Rząd Królestwa Skarlandu umyślnie pogwałcił naturalne normy. Ryzykował i nadal ryzykuje naruszeniem pokoju i równowagi na kontynencie. Co ciekawe i zabawne zarazem z gazety skarlandzkiej El Reino możemy dowiedzieć się iż, to Rzeczpospolita "postanowiła rozwiązać wzniecony przez siebie konflikt", a "Francja i RON dokonują stałego pogwałcenia prawa międzynarodowego uznając za teren niczyi Rohan" oraz "Rohańczycy są przeciwni ingerencji Warszawy i Paryża w sprawy niepodległego Królestwa Skarlandu – nie podporządkujemy się i nie ugniemy się przed imperialistycznymi zapędami RON, Francji ani nikogo innego!"  Żaden z obywateli Rzeczypoospolitej nie ma zamiaru zniżać się do takiego poziomu przekonywania do własnych racji. Obok tego typu artykułów przejdziemy w milczeniu, ewentualnie z lekkim uśmiechem. Pewne jest, że władze Rzeczypospolitej nie pozwolą na taką samowolkę władz Skarlandu, mamy nadzieję, że inne państwa kontynentu również.

niedziela, 31 marca 2013

Kryzys na Nowym Kontynencie.

Problemy aktywności mikronacyjnej.

Ostatnimi czasy, a raczej od dłuższego czasu, obserwuje się w polskim mikroświecie stopniowe zamieranie aktywności. Młodzi ludzie wolą zakłdać własne państwa, a wielu starych bywalców i działaczy wypala się. Problem aktywności spowodował w Monarchii Austro - Węgierskiej kryzys władzy i wprowadzenie stanu nadzwyczajnego, doszło do upadku OPM, powolnego regresu Scholandii.

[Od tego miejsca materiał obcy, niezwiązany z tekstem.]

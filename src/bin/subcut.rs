use std::path::{Path, PathBuf};

use anyhow::Context as _;
use clap::{Args, Parser, Subcommand};
use subcut::{Engine, EngineConfig, MergeMode, PipelineStep, Project, SplitMode};

#[derive(Parser, Debug)]
#[command(name = "subcut", version)]
struct Cli {
    /// Engine configuration JSON; defaults are used when omitted.
    #[arg(long, global = true)]
    config: Option<PathBuf>,

    /// Increase log verbosity (-v debug, -vv trace).
    #[arg(short, long, action = clap::ArgAction::Count, global = true)]
    verbose: u8,

    #[command(subcommand)]
    cmd: Command,
}

#[derive(Subcommand, Debug)]
enum Command {
    /// Print a summary of a project.
    Inspect(InspectArgs),
    /// Split one clip.
    Split(SplitArgs),
    /// Merge adjacent clips into one.
    Merge(MergeArgs),
    /// Proportionally retime a clip's words into a new span.
    Retime(RetimeArgs),
    /// Break every clip into lines that fit the configured width.
    LineBreak(LineBreakArgs),
    /// Run split/merge stages from a JSON file.
    Process(ProcessArgs),
    /// Write the back-to-back playback timeline as JSON.
    Linearize(IoArgs),
    /// Restore soft-deleted clips, or the original snapshot.
    Restore(RestoreArgs),
}

#[derive(Args, Debug)]
struct IoArgs {
    /// Input project JSON.
    #[arg(long = "in")]
    in_path: PathBuf,

    /// Output JSON path.
    #[arg(long)]
    out: PathBuf,
}

#[derive(Args, Debug)]
struct InspectArgs {
    /// Input project JSON.
    #[arg(long = "in")]
    in_path: PathBuf,
}

#[derive(Args, Debug)]
struct SplitArgs {
    #[command(flatten)]
    io: IoArgs,

    /// Clip to split.
    #[arg(long)]
    clip: String,

    /// Start the second clip at this word index.
    #[arg(long, conflicts_with = "fraction")]
    at_word: Option<usize>,

    /// Split at the word boundary nearest to this fraction of the clip span.
    #[arg(long)]
    fraction: Option<f64>,
}

#[derive(Args, Debug)]
struct MergeArgs {
    #[command(flatten)]
    io: IoArgs,

    /// Clips to merge, in document order (repeatable).
    #[arg(long = "clip", required = true, num_args = 1..)]
    clips: Vec<String>,
}

#[derive(Args, Debug)]
struct RetimeArgs {
    #[command(flatten)]
    io: IoArgs,

    #[arg(long)]
    clip: String,

    /// New start in seconds.
    #[arg(long)]
    start: f64,

    /// New end in seconds.
    #[arg(long)]
    end: f64,
}

#[derive(Args, Debug)]
struct LineBreakArgs {
    #[command(flatten)]
    io: IoArgs,

    /// Merge same-speaker runs that fit on one line afterwards.
    #[arg(long, default_value_t = false)]
    merge_speaker: bool,
}

#[derive(Args, Debug)]
struct ProcessArgs {
    #[command(flatten)]
    io: IoArgs,

    /// JSON array of pipeline steps.
    #[arg(long)]
    steps: PathBuf,
}

#[derive(Args, Debug)]
struct RestoreArgs {
    #[command(flatten)]
    io: IoArgs,

    /// Restore the original snapshot instead of soft-deleted clips.
    #[arg(long, default_value_t = false)]
    original: bool,
}

fn main() -> anyhow::Result<()> {
    let cli = Cli::parse();
    let level = match cli.verbose {
        0 => tracing::Level::INFO,
        1 => tracing::Level::DEBUG,
        _ => tracing::Level::TRACE,
    };
    tracing_subscriber::fmt()
        .with_writer(std::io::stderr)
        .with_max_level(level)
        .init();

    let config = match &cli.config {
        Some(path) => EngineConfig::from_path(path)?,
        None => EngineConfig::default(),
    };
    match cli.cmd {
        Command::Inspect(args) => cmd_inspect(args, config),
        Command::Split(args) => cmd_split(args, config),
        Command::Merge(args) => cmd_merge(args, config),
        Command::Retime(args) => cmd_retime(args, config),
        Command::LineBreak(args) => cmd_line_break(args, config),
        Command::Process(args) => cmd_process(args, config),
        Command::Linearize(args) => cmd_linearize(args, config),
        Command::Restore(args) => cmd_restore(args, config),
    }
}

fn load_engine(path: &Path, config: EngineConfig) -> anyhow::Result<Engine> {
    let raw = std::fs::read_to_string(path)
        .with_context(|| format!("read project '{}'", path.display()))?;
    let project = Project::from_json_str(&raw)
        .with_context(|| format!("load project '{}'", path.display()))?;
    Ok(Engine::new(project, config)?)
}

fn write_json(path: &Path, json: &str) -> anyhow::Result<()> {
    if let Some(parent) = path.parent()
        && !parent.as_os_str().is_empty()
    {
        std::fs::create_dir_all(parent)
            .with_context(|| format!("create output dir '{}'", parent.display()))?;
    }
    std::fs::write(path, json).with_context(|| format!("write json '{}'", path.display()))?;
    eprintln!("wrote {}", path.display());
    Ok(())
}

fn save_project(engine: Engine, out: &Path) -> anyhow::Result<()> {
    let json = engine.into_project().to_json_string_pretty()?;
    write_json(out, &json)
}

fn cmd_inspect(args: InspectArgs, config: EngineConfig) -> anyhow::Result<()> {
    let engine = load_engine(&args.in_path, config)?;
    let project = engine.project();
    println!(
        "clips: {} ({} deleted)",
        project.clips.len(),
        project.deleted_clip_ids.len()
    );
    println!("words: {}", engine.index().word_count());
    println!("duration: {:.3}s", engine.timeline().total_duration);
    for clip in engine.active_clips() {
        let (start, end) = clip
            .time_range()
            .map_or((0.0, 0.0), |r| (r.start, r.end));
        println!(
            "{:>4} {:<12} [{start:.3}, {end:.3}] {}: {}",
            clip.timeline, clip.id, clip.speaker, clip.full_text
        );
    }
    Ok(())
}

fn cmd_split(args: SplitArgs, config: EngineConfig) -> anyhow::Result<()> {
    let mut engine = load_engine(&args.io.in_path, config)?;
    let mode = match (args.at_word, args.fraction) {
        (Some(index), _) => SplitMode::AtWord { index },
        (None, Some(fraction)) => SplitMode::AtFraction { fraction },
        (None, None) => SplitMode::Half,
    };
    let pieces = engine
        .split_clip(&args.clip, &mode)
        .with_context(|| format!("split clip '{}'", args.clip))?;
    tracing::info!(clip = %args.clip, pieces = pieces.len(), "split");
    save_project(engine, &args.io.out)
}

fn cmd_merge(args: MergeArgs, config: EngineConfig) -> anyhow::Result<()> {
    let mut engine = load_engine(&args.io.in_path, config)?;
    let merged = engine.merge_clips(&args.clips).context("merge clips")?;
    tracing::info!(merged = %merged, inputs = args.clips.len(), "merge");
    save_project(engine, &args.io.out)
}

fn cmd_retime(args: RetimeArgs, config: EngineConfig) -> anyhow::Result<()> {
    let mut engine = load_engine(&args.io.in_path, config)?;
    if !engine.update_clip_timing(&args.clip, args.start, args.end)? {
        anyhow::bail!(
            "clip '{}' cannot be retimed into [{}, {}]",
            args.clip,
            args.start,
            args.end
        );
    }
    save_project(engine, &args.io.out)
}

fn cmd_line_break(args: LineBreakArgs, config: EngineConfig) -> anyhow::Result<()> {
    let mut engine = load_engine(&args.io.in_path, config)?;
    let mut steps = vec![PipelineStep::Split {
        mode: SplitMode::LineBreak,
        only: None,
    }];
    if args.merge_speaker {
        steps.push(PipelineStep::Merge {
            mode: MergeMode::BySpeaker,
        });
    }
    engine.run_pipeline(&steps)?;
    save_project(engine, &args.io.out)
}

fn cmd_process(args: ProcessArgs, config: EngineConfig) -> anyhow::Result<()> {
    let raw = std::fs::read_to_string(&args.steps)
        .with_context(|| format!("read steps '{}'", args.steps.display()))?;
    let steps: Vec<PipelineStep> = serde_json::from_str(&raw)
        .with_context(|| format!("parse steps '{}'", args.steps.display()))?;
    let mut engine = load_engine(&args.io.in_path, config)?;
    engine.run_pipeline(&steps)?;
    save_project(engine, &args.io.out)
}

fn cmd_linearize(args: IoArgs, config: EngineConfig) -> anyhow::Result<()> {
    let mut engine = load_engine(&args.in_path, config)?;
    engine.linearize_document_order();
    let json = serde_json::to_string_pretty(engine.timeline())?;
    write_json(&args.out, &json)
}

fn cmd_restore(args: RestoreArgs, config: EngineConfig) -> anyhow::Result<()> {
    let mut engine = load_engine(&args.io.in_path, config)?;
    if args.original {
        if !engine.restore_original_clips() {
            anyhow::bail!("project has no original clips to restore");
        }
    } else {
        let restored = engine.restore_all_clips();
        tracing::info!(restored, "restored soft-deleted clips");
    }
    save_project(engine, &args.io.out)
}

Kryzys w Koronie i Litwie był powodem podobnego stanu rzeczy, jak w Monarchii. Kraj nie były w stanie stworzyć Sejmu, a tym samym całe życie polityczne zostało na kilkanaście tygodni sparaliżowane. Kryzyz dosięgnał nas wszystkich, w mniejszym lub większym stopniu.

Idea zjednoczenia...

... nie jest czymś nowym dla mieszkańców Vaarlandu. Uważam, że w dobie załamania aktywności, kraje całego Kontynentu powinny zapomnieć o starych waśniach i stowrzyć jedną, spójną politykę, zarówno zagraniczną, jak i ekonomiczną. Jak dotąd szersze próbny zjednoczenia Kontynentu zawsze kończyły się fiaskiem. Uważam jednak, że w okresie magrinelizacji małych, lecz pełnych historii i tradycji, mikronacji, wszyscy powinniśmy wykształcić spójny i nierozerwalny front działania.

Zapytam więc starym polskim zwyczajem: Kto z Waszmościów ze mną?!